**WORK ORDER**. Return only how many lines in the data include the string "title".

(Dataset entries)
⟨
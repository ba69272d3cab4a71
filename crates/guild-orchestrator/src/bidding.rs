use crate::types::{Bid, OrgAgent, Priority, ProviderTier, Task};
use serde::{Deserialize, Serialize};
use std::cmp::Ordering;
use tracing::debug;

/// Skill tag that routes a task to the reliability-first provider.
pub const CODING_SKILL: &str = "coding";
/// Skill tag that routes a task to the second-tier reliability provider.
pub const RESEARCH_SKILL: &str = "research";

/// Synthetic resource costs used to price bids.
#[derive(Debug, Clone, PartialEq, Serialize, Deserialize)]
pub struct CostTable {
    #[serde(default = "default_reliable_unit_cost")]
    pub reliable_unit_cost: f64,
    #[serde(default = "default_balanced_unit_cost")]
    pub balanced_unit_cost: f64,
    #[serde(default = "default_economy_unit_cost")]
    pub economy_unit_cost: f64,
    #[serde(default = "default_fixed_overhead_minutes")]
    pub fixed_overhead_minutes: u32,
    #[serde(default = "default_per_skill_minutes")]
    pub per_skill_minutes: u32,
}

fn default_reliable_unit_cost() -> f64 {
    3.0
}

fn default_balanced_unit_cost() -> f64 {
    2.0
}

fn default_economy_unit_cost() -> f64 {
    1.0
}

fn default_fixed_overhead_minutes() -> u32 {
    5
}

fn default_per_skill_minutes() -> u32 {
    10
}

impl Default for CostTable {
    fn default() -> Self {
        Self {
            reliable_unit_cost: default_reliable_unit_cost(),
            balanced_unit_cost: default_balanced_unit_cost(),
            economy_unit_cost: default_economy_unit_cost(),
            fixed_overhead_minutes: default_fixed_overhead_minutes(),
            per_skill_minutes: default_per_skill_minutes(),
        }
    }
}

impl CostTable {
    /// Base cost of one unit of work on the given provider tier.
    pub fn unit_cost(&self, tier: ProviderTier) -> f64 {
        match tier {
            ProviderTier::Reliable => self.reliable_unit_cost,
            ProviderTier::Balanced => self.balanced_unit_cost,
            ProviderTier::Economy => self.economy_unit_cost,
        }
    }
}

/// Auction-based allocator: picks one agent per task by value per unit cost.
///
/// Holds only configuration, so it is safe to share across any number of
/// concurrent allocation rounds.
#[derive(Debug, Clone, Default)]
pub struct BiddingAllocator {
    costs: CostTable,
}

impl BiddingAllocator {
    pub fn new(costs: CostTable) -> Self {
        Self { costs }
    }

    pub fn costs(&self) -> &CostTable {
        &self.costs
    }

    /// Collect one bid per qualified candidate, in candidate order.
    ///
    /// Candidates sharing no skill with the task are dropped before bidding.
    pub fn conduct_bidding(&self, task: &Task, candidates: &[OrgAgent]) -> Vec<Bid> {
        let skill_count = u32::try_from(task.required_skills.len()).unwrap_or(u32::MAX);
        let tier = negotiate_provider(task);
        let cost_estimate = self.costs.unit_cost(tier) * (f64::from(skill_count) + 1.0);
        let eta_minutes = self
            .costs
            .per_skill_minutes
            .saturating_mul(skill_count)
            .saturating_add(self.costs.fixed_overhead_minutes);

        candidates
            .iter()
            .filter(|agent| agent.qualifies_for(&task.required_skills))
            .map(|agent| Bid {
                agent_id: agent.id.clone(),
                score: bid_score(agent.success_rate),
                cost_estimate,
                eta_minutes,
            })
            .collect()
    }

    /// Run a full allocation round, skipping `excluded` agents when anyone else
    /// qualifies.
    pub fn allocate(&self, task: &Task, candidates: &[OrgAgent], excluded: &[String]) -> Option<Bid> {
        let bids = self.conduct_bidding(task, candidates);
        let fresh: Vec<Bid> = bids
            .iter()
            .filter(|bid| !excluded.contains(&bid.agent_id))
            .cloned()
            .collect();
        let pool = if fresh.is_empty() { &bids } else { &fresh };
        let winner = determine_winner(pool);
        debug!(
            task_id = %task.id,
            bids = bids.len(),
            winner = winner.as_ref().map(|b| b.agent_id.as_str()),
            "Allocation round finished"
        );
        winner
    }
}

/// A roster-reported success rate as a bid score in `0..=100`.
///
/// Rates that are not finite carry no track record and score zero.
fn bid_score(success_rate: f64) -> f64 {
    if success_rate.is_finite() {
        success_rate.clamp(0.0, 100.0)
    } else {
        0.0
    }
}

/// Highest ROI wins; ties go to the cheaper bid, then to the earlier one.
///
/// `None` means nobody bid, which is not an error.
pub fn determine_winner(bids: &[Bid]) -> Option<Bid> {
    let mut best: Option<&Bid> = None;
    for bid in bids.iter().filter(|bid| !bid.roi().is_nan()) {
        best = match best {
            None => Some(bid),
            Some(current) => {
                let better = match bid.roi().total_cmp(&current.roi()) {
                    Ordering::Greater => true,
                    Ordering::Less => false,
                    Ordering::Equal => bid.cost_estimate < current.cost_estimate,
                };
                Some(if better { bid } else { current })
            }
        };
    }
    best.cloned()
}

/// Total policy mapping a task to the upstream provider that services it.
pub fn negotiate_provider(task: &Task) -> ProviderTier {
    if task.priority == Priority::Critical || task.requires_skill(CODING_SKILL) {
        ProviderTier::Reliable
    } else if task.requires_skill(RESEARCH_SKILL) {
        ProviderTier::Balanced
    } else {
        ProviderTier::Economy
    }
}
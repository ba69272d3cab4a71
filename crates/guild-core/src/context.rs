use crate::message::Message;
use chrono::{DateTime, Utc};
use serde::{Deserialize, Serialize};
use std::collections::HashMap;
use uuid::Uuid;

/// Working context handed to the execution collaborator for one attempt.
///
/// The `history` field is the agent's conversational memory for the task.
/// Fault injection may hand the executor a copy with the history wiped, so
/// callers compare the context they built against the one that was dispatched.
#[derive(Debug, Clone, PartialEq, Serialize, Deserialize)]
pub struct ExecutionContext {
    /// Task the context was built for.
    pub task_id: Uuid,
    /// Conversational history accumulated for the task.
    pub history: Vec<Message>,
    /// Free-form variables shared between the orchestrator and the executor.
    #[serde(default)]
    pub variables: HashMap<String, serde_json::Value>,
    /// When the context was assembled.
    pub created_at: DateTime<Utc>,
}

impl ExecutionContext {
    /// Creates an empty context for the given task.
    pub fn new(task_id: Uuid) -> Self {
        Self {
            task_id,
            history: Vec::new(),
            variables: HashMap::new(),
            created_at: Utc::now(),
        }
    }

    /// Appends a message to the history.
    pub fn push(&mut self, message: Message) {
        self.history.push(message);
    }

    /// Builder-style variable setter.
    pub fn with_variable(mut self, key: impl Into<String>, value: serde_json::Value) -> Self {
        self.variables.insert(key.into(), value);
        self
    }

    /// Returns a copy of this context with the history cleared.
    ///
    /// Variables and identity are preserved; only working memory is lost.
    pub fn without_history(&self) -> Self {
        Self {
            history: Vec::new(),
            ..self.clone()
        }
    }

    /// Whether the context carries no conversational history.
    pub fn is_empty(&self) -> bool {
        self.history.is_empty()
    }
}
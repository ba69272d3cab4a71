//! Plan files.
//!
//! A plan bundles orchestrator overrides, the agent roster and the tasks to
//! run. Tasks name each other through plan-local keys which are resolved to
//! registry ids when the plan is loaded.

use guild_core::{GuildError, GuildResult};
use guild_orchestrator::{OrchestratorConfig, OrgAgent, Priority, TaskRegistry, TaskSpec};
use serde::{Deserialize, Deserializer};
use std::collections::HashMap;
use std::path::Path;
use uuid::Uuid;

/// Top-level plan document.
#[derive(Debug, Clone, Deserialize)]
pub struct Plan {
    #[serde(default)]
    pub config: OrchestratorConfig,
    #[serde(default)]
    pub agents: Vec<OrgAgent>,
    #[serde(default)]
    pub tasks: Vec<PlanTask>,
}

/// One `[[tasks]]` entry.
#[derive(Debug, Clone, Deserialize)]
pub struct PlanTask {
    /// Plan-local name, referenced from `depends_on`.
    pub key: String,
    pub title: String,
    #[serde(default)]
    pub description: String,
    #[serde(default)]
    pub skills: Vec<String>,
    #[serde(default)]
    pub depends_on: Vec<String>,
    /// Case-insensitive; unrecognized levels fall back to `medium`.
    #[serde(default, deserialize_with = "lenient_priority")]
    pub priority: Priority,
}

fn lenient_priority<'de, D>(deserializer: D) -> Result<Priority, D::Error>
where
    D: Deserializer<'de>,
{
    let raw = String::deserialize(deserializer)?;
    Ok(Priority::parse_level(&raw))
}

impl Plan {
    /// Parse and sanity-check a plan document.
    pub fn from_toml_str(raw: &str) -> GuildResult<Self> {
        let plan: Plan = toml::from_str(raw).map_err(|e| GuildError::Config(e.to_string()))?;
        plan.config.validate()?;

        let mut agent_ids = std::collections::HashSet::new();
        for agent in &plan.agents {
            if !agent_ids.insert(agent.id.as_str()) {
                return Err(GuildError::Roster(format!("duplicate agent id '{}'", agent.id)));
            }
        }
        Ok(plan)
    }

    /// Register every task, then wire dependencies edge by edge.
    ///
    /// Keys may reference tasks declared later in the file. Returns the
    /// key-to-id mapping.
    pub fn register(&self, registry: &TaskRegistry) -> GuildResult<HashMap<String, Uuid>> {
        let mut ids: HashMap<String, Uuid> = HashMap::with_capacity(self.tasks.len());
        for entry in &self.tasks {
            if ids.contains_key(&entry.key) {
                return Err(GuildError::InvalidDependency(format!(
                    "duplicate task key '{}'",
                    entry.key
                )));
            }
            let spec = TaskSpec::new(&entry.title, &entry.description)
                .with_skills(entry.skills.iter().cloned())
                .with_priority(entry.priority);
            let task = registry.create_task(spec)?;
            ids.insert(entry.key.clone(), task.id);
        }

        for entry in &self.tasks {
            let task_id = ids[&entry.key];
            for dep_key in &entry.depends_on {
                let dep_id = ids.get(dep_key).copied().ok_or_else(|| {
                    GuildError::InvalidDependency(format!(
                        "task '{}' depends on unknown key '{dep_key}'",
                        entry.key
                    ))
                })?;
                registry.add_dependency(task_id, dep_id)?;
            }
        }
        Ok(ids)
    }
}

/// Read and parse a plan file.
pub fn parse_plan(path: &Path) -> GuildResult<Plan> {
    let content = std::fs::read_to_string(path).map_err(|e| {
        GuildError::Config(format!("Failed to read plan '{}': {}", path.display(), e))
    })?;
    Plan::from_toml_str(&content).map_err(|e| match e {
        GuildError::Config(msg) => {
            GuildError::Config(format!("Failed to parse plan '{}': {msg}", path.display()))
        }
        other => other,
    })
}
⟩
**FINAL ANSWER**. 2